Excerpts from a dataset
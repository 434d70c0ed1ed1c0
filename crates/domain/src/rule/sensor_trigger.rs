//! Sensor trigger parameters and the hysteresis state machine that decides
//! when a threshold crossing fires.
//!
//! A trigger fires once per crossing, not once per reading. After firing it
//! stays armed until the reading has left the reload band around the
//! threshold (`|value - threshold| >= reload_value`), and, for directional
//! edges, until the comparison no longer holds. Equality triggers disarm as
//! soon as the reading leaves the band.

use serde_json::Value;

use super::params::{ParamBuilder, integer, number, ranged, value_type};
use crate::compare::{Edge, compare};
use crate::error::{EvaluationError, ParamError};
use crate::id::DeviceId;
use crate::sensor::{Scale, SensorReading, ValueType};

pub const MIN_RELOAD_VALUE: f64 = 0.1;
pub const MAX_RELOAD_VALUE: f64 = 15.0;
const DEFAULT_RELOAD_VALUE: f64 = 1.0;

#[derive(Debug, Clone, Copy, PartialEq)]
pub struct SensorTriggerParams {
    pub sensor_id: DeviceId,
    pub value_type: Option<ValueType>,
    pub scale: Option<Scale>,
    pub threshold: Option<f64>,
    pub edge: Edge,
    /// Width of the hysteresis band, within `MIN_RELOAD_VALUE..=MAX_RELOAD_VALUE`.
    pub reload_value: f64,
}

impl SensorTriggerParams {
    #[must_use]
    pub fn builder() -> SensorTriggerBuilder {
        SensorTriggerBuilder::default()
    }

    fn accepts(&self, reading: &SensorReading) -> bool {
        self.value_type == Some(reading.value_type) && self.scale == Some(reading.scale)
    }
}

#[derive(Debug)]
pub struct SensorTriggerBuilder {
    params: SensorTriggerParams,
}

impl Default for SensorTriggerBuilder {
    fn default() -> Self {
        Self {
            params: SensorTriggerParams {
                sensor_id: DeviceId::default(),
                value_type: None,
                scale: None,
                threshold: None,
                edge: Edge::default(),
                reload_value: DEFAULT_RELOAD_VALUE,
            },
        }
    }
}

impl SensorTriggerBuilder {
    #[must_use]
    pub fn sensor_id(mut self, sensor_id: DeviceId) -> Self {
        self.params.sensor_id = sensor_id;
        self
    }

    #[must_use]
    pub fn value_type(mut self, value_type: ValueType) -> Self {
        self.params.value_type = Some(value_type);
        self
    }

    #[must_use]
    pub fn scale(mut self, scale: Scale) -> Self {
        self.params.scale = Some(scale);
        self
    }

    #[must_use]
    pub fn threshold(mut self, threshold: f64) -> Self {
        self.params.threshold = Some(threshold);
        self
    }

    #[must_use]
    pub fn edge(mut self, edge: Edge) -> Self {
        self.params.edge = edge;
        self
    }

    #[must_use]
    pub fn reload_value(mut self, reload_value: f64) -> Self {
        self.params.reload_value = reload_value;
        self
    }
}

impl ParamBuilder for SensorTriggerBuilder {
    type Output = SensorTriggerParams;

    fn parse_param(&mut self, name: &str, value: &Value) -> Result<(), ParamError> {
        match name {
            "clientSensorId" => self.params.sensor_id = ranged(name, value)?,
            "value" => self.params.threshold = Some(number(name, value)?),
            "edge" => self.params.edge = Edge::try_from(integer(name, value)?)?,
            "reloadValue" => self.params.reload_value = number(name, value)?,
            "scale" => self.params.scale = Some(ranged(name, value)?),
            "valueType" => self.params.value_type = Some(value_type(value)?),
            _ => {}
        }
        Ok(())
    }

    fn build(mut self) -> SensorTriggerParams {
        self.params.reload_value = self
            .params
            .reload_value
            .clamp(MIN_RELOAD_VALUE, MAX_RELOAD_VALUE);
        self.params
    }
}

/// Whether the trigger may fire on the next crossing.
#[derive(Debug, Clone, Copy, Default, PartialEq, Eq)]
pub enum TriggerState {
    #[default]
    Idle,
    /// Already fired (or armed silently on the first reading).
    Armed {
        /// The reading has not yet left the reload band.
        require_reload: bool,
    },
}

/// Outcome of feeding one reading to a [`SensorHysteresis`].
#[derive(Debug, Clone, Copy, PartialEq, Eq)]
pub enum Transition {
    /// Value type or scale did not match; state untouched.
    Ignored,
    Unchanged,
    /// The very first reading satisfied the edge: armed without firing.
    ArmedSilently,
    Fired,
    Disarmed,
}

/// Per-trigger hysteresis state.
#[derive(Debug, Clone)]
pub struct SensorHysteresis {
    params: SensorTriggerParams,
    state: TriggerState,
    first_value: bool,
}

impl SensorHysteresis {
    #[must_use]
    pub fn new(params: SensorTriggerParams) -> Self {
        Self {
            params,
            state: TriggerState::Idle,
            first_value: true,
        }
    }

    #[must_use]
    pub fn params(&self) -> &SensorTriggerParams {
        &self.params
    }

    #[must_use]
    pub fn state(&self) -> TriggerState {
        self.state
    }

    /// Feed one reading.
    ///
    /// # Errors
    ///
    /// Returns [`EvaluationError::ThresholdNotSet`] when no threshold was
    /// configured and [`EvaluationError::NonFiniteReading`] for NaN or
    /// infinite readings. State is left untouched in both cases.
    pub fn process(&mut self, reading: &SensorReading) -> Result<Transition, EvaluationError> {
        if !self.params.accepts(reading) {
            return Ok(Transition::Ignored);
        }
        let threshold = self
            .params
            .threshold
            .ok_or(EvaluationError::ThresholdNotSet)?;
        let value = reading.value;
        if !value.is_finite() {
            return Err(EvaluationError::NonFiniteReading(value));
        }

        let first_value = std::mem::replace(&mut self.first_value, false);
        let edge = self.params.edge;

        let transition = match self.state {
            TriggerState::Idle if compare(value, threshold, edge) => {
                self.state = TriggerState::Armed {
                    require_reload: true,
                };
                if first_value {
                    Transition::ArmedSilently
                } else {
                    Transition::Fired
                }
            }
            TriggerState::Idle => Transition::Unchanged,
            TriggerState::Armed { require_reload } => {
                let require_reload = require_reload
                    && (value - threshold).abs() < self.params.reload_value;
                if require_reload {
                    Transition::Unchanged
                } else if edge == Edge::Equal || !compare(value, threshold, edge) {
                    self.state = TriggerState::Idle;
                    Transition::Disarmed
                } else {
                    self.state = TriggerState::Armed {
                        require_reload: false,
                    };
                    Transition::Unchanged
                }
            }
        };
        Ok(transition)
    }
}

#[cfg(test)]
mod tests {
    use super::*;
    use crate::rule::RuleParams;

    fn temperature(value: f64) -> SensorReading {
        SensorReading {
            value_type: ValueType::Temperature,
            value,
            scale: Scale::new(0),
        }
    }

    fn trigger(threshold: f64, edge: Edge, reload_value: f64) -> SensorHysteresis {
        SensorHysteresis::new(
            SensorTriggerParams::builder()
                .sensor_id(DeviceId::new(1))
                .value_type(ValueType::Temperature)
                .scale(Scale::new(0))
                .threshold(threshold)
                .edge(edge)
                .reload_value(reload_value)
                .build(),
        )
    }

    fn count_fired(hysteresis: &mut SensorHysteresis, values: &[f64]) -> usize {
        values
            .iter()
            .map(|v| hysteresis.process(&temperature(*v)).unwrap())
            .filter(|t| *t == Transition::Fired)
            .count()
    }

    #[test]
    fn should_fire_once_per_crossing() {
        let mut hysteresis = trigger(20.0, Edge::Greater, 2.0);
        let fired = count_fired(&mut hysteresis, &[10.0, 10.0, 25.0, 25.0, 25.0, 19.0, 19.0, 25.0]);
        assert_eq!(fired, 2);
    }

    #[test]
    fn should_stay_armed_while_inside_reload_band() {
        let mut hysteresis = trigger(20.0, Edge::Greater, 2.0);
        // 21 and 20.5 are inside the band, 19.5 too: no re-arm yet
        let fired = count_fired(&mut hysteresis, &[10.0, 21.0, 19.5, 20.5, 19.5, 21.0]);
        assert_eq!(fired, 1);
        assert_eq!(
            hysteresis.state(),
            TriggerState::Armed {
                require_reload: true
            }
        );
    }

    #[test]
    fn should_arm_silently_on_first_value() {
        let mut hysteresis = trigger(20.0, Edge::Greater, 1.0);
        let transition = hysteresis.process(&temperature(30.0)).unwrap();
        assert_eq!(transition, Transition::ArmedSilently);
        assert_eq!(
            hysteresis.state(),
            TriggerState::Armed {
                require_reload: true
            }
        );
    }

    #[test]
    fn should_not_fire_again_after_silent_arm_until_disarmed() {
        let mut hysteresis = trigger(20.0, Edge::Greater, 1.0);
        let fired = count_fired(&mut hysteresis, &[30.0, 30.0, 10.0, 30.0]);
        assert_eq!(fired, 1);
    }

    #[test]
    fn should_auto_disarm_equality_trigger() {
        let mut hysteresis = trigger(5.0, Edge::Equal, 1.0);
        let transitions: Vec<_> = [0.0, 5.0, 5.0, 3.0, 5.0]
            .iter()
            .map(|v| hysteresis.process(&temperature(*v)).unwrap())
            .collect();
        assert_eq!(
            transitions,
            vec![
                Transition::Unchanged,
                Transition::Fired,
                Transition::Unchanged,
                Transition::Disarmed,
                Transition::Fired,
            ]
        );
    }

    #[test]
    fn should_arm_equality_trigger_silently_on_first_matching_value() {
        let mut hysteresis = trigger(5.0, Edge::Equal, 1.0);
        assert_eq!(count_fired(&mut hysteresis, &[5.0, 5.0, 3.0]), 0);
        assert_eq!(hysteresis.state(), TriggerState::Idle);
    }

    #[test]
    fn should_disarm_less_than_trigger_once_value_rises() {
        let mut hysteresis = trigger(0.0, Edge::Less, 0.5);
        let fired = count_fired(&mut hysteresis, &[3.0, -1.0, -2.0, 0.2, 1.0, -1.0]);
        assert_eq!(fired, 2);
    }

    #[test]
    fn should_ignore_mismatched_type_or_scale_without_touching_state() {
        let mut hysteresis = trigger(20.0, Edge::Greater, 1.0);
        let other_type = SensorReading {
            value_type: ValueType::Humidity,
            value: 90.0,
            scale: Scale::new(0),
        };
        let other_scale = SensorReading {
            value_type: ValueType::Temperature,
            value: 90.0,
            scale: Scale::new(1),
        };
        assert_eq!(hysteresis.process(&other_type).unwrap(), Transition::Ignored);
        assert_eq!(hysteresis.process(&other_scale).unwrap(), Transition::Ignored);
        assert_eq!(hysteresis.state(), TriggerState::Idle);

        // first matching reading is still treated as the first value
        assert_eq!(
            hysteresis.process(&temperature(25.0)).unwrap(),
            Transition::ArmedSilently
        );
    }

    #[test]
    fn should_ignore_everything_when_type_and_scale_are_unconfigured() {
        let mut hysteresis = SensorHysteresis::new(
            SensorTriggerParams::builder()
                .threshold(1.0)
                .edge(Edge::Greater)
                .build(),
        );
        assert_eq!(
            hysteresis.process(&temperature(2.0)).unwrap(),
            Transition::Ignored
        );
    }

    #[test]
    fn should_report_missing_threshold() {
        let mut hysteresis = SensorHysteresis::new(
            SensorTriggerParams::builder()
                .value_type(ValueType::Temperature)
                .scale(Scale::new(0))
                .build(),
        );
        assert_eq!(
            hysteresis.process(&temperature(2.0)),
            Err(EvaluationError::ThresholdNotSet)
        );
    }

    #[test]
    fn should_reject_non_finite_reading_and_keep_first_value_pending() {
        let mut hysteresis = trigger(20.0, Edge::Greater, 1.0);
        assert!(matches!(
            hysteresis.process(&temperature(f64::NAN)),
            Err(EvaluationError::NonFiniteReading(_))
        ));
        assert_eq!(
            hysteresis.process(&temperature(25.0)).unwrap(),
            Transition::ArmedSilently
        );
    }

    #[test]
    fn should_clamp_reload_value_on_build() {
        let params = RuleParams::new().with("reloadValue", 40).with("value", 1);
        let mut builder = SensorTriggerParams::builder();
        assert!(builder.parse_all(&params).is_empty());
        assert!((builder.build().reload_value - MAX_RELOAD_VALUE).abs() < f64::EPSILON);

        let low = SensorTriggerParams::builder().reload_value(0.0).build();
        assert!((low.reload_value - MIN_RELOAD_VALUE).abs() < f64::EPSILON);
    }

    #[test]
    fn should_default_reload_value_to_one() {
        let params = SensorTriggerParams::builder().build();
        assert!((params.reload_value - 1.0).abs() < f64::EPSILON);
        assert_eq!(params.threshold, None);
        assert_eq!(params.scale, None);
    }
}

_What the exercise asks_.
Only the lines from the one containing "assert_eq!(params.threshold, None);" through the final line above should be duplicated, exactly as they stand.

_Output_.
        assert_eq!(params.threshold, None);
        assert_eq!(params.scale, None);
    }
}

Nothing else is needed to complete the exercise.